These are the most common causes that can lead to the appearance of periorbital ecchymosis:

• Basal skull fracture – leads to bilateral involvement (most common associated with fractures of the anterior cranial fossa)
• Craniotomy (leading to the rupturing of the meninges)
• Cancer (rare cases)
  • Disseminated neuroblastoma (commonly encountered in pediatric patients) – in neuroblastoma, the periorbital ecchymosis appears as the palpebral vessels are obstructed by tumor tissue, around the orbit area. The diagnosis of this condition is often delayed, due to it being mistaken for blunt trauma or physical abuse.
  • Amyloidosis (multiple myeloma)
  • Rhabdomyosarcoma
  • Leukemia
• Hematologic disorders
  • Aplastic anemia
  • Thrombocytopenia
• Benign vascular malformations (these can lead to spontaneous periorbital ecchymosis in children, requiring constant monitoring, so as to prevent potential visual complications)
  • Capillary hemangiomas
  • Orbital varices
  • Lymphangiomas
• Blunt trauma to the eye due to falling, car accidents or physical force (for example, a fist), including perforating injuries
• Intracranial hemorrhage
• Cranial nerve injury
• Orbital tumors
• Giant cell arteritis
• Orbital myositis
• Pertussis
• Blue rubber bleb nevus syndrome
• Surgical intervention at the level of the ear (the periorbital ecchymosis appears as a complication of this intervention)
• Fracture of the facial bones
• Rhinoplasty
• Endoscopic sinus surgery
• Sinusitis
• Superficial eyelid cellulitis
• Preseptal infections
• Allergic reactions.

Treatment

The periorbital ecchymosis can represent a medical emergency, especially if there is a suspicion of a basal skull fracture. Below, you will find the most common methods of treatment, according to the level of emergency and the seriousness of the condition that has caused the periorbital ecchymosis in the first place:

• Surgical intervention
  • Recommended in patients who have suffered a basilar skull fracture or in those who have underwent craniotomy, suffering from a rupture of the meninges
• Medical treatment
  • Indicated in patients diagnosed with cancer (neuroblastoma, amyloidosis)

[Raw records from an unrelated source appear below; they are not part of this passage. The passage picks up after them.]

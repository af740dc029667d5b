// End-to-end post/redirect/get flows through the demo handlers
use actix_web::dev::ServiceResponse;
use actix_web::http::{header, StatusCode};
use actix_web::{test, web, App};
use chrono::Duration;
use std::sync::Arc;

use flashform::handlers::{configure_services, FormsPage, CONTACT_FORM, NEWSLETTER_FORM};
use flashform::models::{Field, NO_ACTION};
use flashform::session::SessionManager;
use flashform::testing::{set_cookie_values, ManualClock, RequestBuilder, TestFixtures};

fn manager(clock: Arc<ManualClock>) -> web::Data<SessionManager<Field>> {
    web::Data::new(TestFixtures::manager_with_clock(clock))
}

fn form_post(uri: &str, body: &str) -> test::TestRequest {
    test::TestRequest::post()
        .uri(uri)
        .insert_header((header::CONTENT_TYPE, "application/x-www-form-urlencoded"))
        .set_payload(body.to_string())
}

fn page_request(token: Option<&str>) -> test::TestRequest {
    let builder = RequestBuilder::new().uri("/contact");
    match token {
        Some(token) => builder.cookie("s", token).to_test_request(),
        None => builder.to_test_request(),
    }
}

fn raw_set_cookies<B>(resp: &ServiceResponse<B>) -> Vec<String> {
    resp.headers()
        .get_all(header::SET_COOKIE)
        .filter_map(|value| value.to_str().ok())
        .map(ToString::to_string)
        .collect()
}

fn session_token<B>(resp: &ServiceResponse<B>) -> String {
    let values = set_cookie_values(resp.headers(), "s");
    assert_eq!(values.len(), 1, "expected one session cookie");
    values[0].clone()
}

fn assert_cookie_cleared<B>(resp: &ServiceResponse<B>) {
    let raw = raw_set_cookies(resp);
    assert!(
        raw.iter()
            .any(|c| c.starts_with("s=;") && c.contains("HttpOnly") && c.contains("Max-Age=-1")),
        "no clearing cookie in {raw:?}"
    );
}

#[actix_web::test]
async fn test_rejected_submission_is_shown_once() {
    let sessions = manager(Arc::new(ManualClock::default()));
    let app = test::init_service(
        App::new()
            .app_data(sessions.clone())
            .configure(configure_services),
    )
    .await;

    let resp = test::call_service(
        &app,
        form_post("/contact", "name=Ada&email=ada&message=").to_request(),
    )
    .await;
    assert_eq!(resp.status(), StatusCode::SEE_OTHER);
    assert_eq!(resp.headers().get(header::LOCATION).unwrap(), "/contact");
    let token = session_token(&resp);
    assert_eq!(token.len(), 24);
    let set_cookie = &raw_set_cookies(&resp)[0];
    assert!(set_cookie.contains("HttpOnly"));
    assert!(set_cookie.contains("Max-Age=120"));

    let resp = test::call_service(&app, page_request(Some(&token)).to_request()).await;
    assert_eq!(resp.status(), StatusCode::OK);
    assert_cookie_cleared(&resp);
    let page: FormsPage = test::read_body_json(resp).await;

    assert_eq!(page.action, CONTACT_FORM);
    assert_eq!(page.notice, None);
    let contact = &page.forms[&CONTACT_FORM];
    assert_eq!(contact.fields[0].value, "Ada");
    assert_eq!(
        contact.fields[1].error.as_deref(),
        Some("Enter a valid email address")
    );
    assert_eq!(page.forms[&NEWSLETTER_FORM].fields[0].value, "");
    assert!(sessions.cache().is_empty());

    // Replaying the spent token behaves like having none
    let resp = test::call_service(&app, page_request(Some(&token)).to_request()).await;
    assert_cookie_cleared(&resp);
    let replay: FormsPage = test::read_body_json(resp).await;
    assert_eq!(replay.action, NO_ACTION);
    assert!(replay.forms[&CONTACT_FORM]
        .fields
        .iter()
        .all(|field| field.value.is_empty() && field.error.is_none()));
}

#[actix_web::test]
async fn test_accepted_submission_shows_blank_form_and_notice() {
    let app = test::init_service(
        App::new()
            .app_data(manager(Arc::new(ManualClock::default())))
            .configure(configure_services),
    )
    .await;

    let resp = test::call_service(
        &app,
        form_post("/contact", "name=Ada&email=ada%40example.com&message=Hello").to_request(),
    )
    .await;
    let token = session_token(&resp);

    let resp = test::call_service(&app, page_request(Some(&token)).to_request()).await;
    let page: FormsPage = test::read_body_json(resp).await;
    assert_eq!(page.action, CONTACT_FORM);
    assert_eq!(page.notice.as_deref(), Some("Thanks, your message was sent"));
    assert_eq!(page.forms[&CONTACT_FORM].fields.len(), 3);
    assert!(page.forms[&CONTACT_FORM]
        .fields
        .iter()
        .all(|field| field.value.is_empty()));
}

#[actix_web::test]
async fn test_page_without_cookie_uses_defaults() {
    let app = test::init_service(
        App::new()
            .app_data(manager(Arc::new(ManualClock::default())))
            .configure(configure_services),
    )
    .await;

    for token in [None, Some(""), Some("never-issued")] {
        let resp = test::call_service(&app, page_request(token).to_request()).await;
        assert_eq!(resp.status(), StatusCode::OK);
        assert_cookie_cleared(&resp);
        let page: FormsPage = test::read_body_json(resp).await;
        assert_eq!(page.action, NO_ACTION);
        assert_eq!(page.notice, None);
        assert_eq!(page.forms.len(), 2);
    }
}

#[actix_web::test]
async fn test_expired_submission_is_swept() {
    let clock = Arc::new(ManualClock::default());
    let sessions = manager(clock.clone());
    let app = test::init_service(
        App::new()
            .app_data(sessions.clone())
            .configure(configure_services),
    )
    .await;

    let resp = test::call_service(&app, form_post("/newsletter", "email=").to_request()).await;
    let token = session_token(&resp);
    assert!(sessions.cache().contains(&token));

    clock.advance(Duration::seconds(120));
    assert_eq!(sessions.cache().sweep(), 1);
    assert!(!sessions.cache().contains(&token));

    let resp = test::call_service(&app, page_request(Some(&token)).to_request()).await;
    let page: FormsPage = test::read_body_json(resp).await;
    assert_eq!(page.action, NO_ACTION);
    assert_eq!(page.forms[&NEWSLETTER_FORM].fields[0].error, None);
}

#[actix_web::test]
async fn test_only_matching_form_is_restored() {
    let app = test::init_service(
        App::new()
            .app_data(manager(Arc::new(ManualClock::default())))
            .configure(configure_services),
    )
    .await;

    let resp = test::call_service(
        &app,
        form_post("/newsletter", "email=not-an-email").to_request(),
    )
    .await;
    let token = session_token(&resp);

    let resp = test::call_service(&app, page_request(Some(&token)).to_request()).await;
    let page: FormsPage = test::read_body_json(resp).await;
    assert_eq!(page.action, NEWSLETTER_FORM);
    assert_eq!(page.forms[&NEWSLETTER_FORM].fields[0].value, "not-an-email");
    assert!(page.forms[&CONTACT_FORM]
        .fields
        .iter()
        .all(|field| field.error.is_none()));
}

#[actix_web::test]
async fn test_health_endpoint() {
    let app = test::init_service(
        App::new()
            .app_data(manager(Arc::new(ManualClock::default())))
            .configure(configure_services),
    )
    .await;

    let req = RequestBuilder::new().uri("/ping").to_test_request().to_request();
    let resp = test::call_service(&app, req).await;
    assert_eq!(resp.status(), StatusCode::OK);
}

This is the treatment according to each cause:

• Capillary hemangioma:
  • Surgical intervention
  • Pulsed-dye laser
  • Steroids
  • Beta blockers
• Lymphangioma:
  • Surgical debulking
  • Radiotherapy (local)
  • Intralesional sclerotherapy
• Orbital varices:
  • Surgical debulking
  • Endovascular catheterization
• Neuroblastoma:
  • Chemotherapy
  • Tumor resection
  • Stem cell therapy
• Rhabdomyosarcoma:
  • Surgical debulking
  • Radiation therapy
  • Chemotherapy (systemic)
• Leukemia:
  • Radiation therapy (local)
  • Chemotherapy (systemic)
• Aplastic anemia:
  • Surgical decompression (orbital hemorrhage)
  • Bone marrow transplantation
• Thrombocytopenia:
  • Intravenous immunoglobulins
  • Platelet transfusions
• Orbital myositis:
  • Systemic steroids
  • Radiotherapy
  • Immuno-modulatory drugs
  • Surgical debulking
• Amyloidosis:
  • Debulking
  • Steroids
  • Stem cell transplantation
• Pertussis:
  • Systemic antibiotics
  • Supportive care (complications related to breathing)
• Blue rubber bleb nevus syndrome:
  • Surgical debulking (keratopathy)
  • Endoscopic removal (GI bleeding)

In conclusion, periorbital ecchymosis often appears as the sign of an underlying condition. In the majority of the cases, it is caused by a fracture at the base of the skull and the patient has to be educated to avoid actions such as sneezing or coughing. The reason is that the force resulting from these actions could lead to the further tearing of the meninges, thus aggravating the condition.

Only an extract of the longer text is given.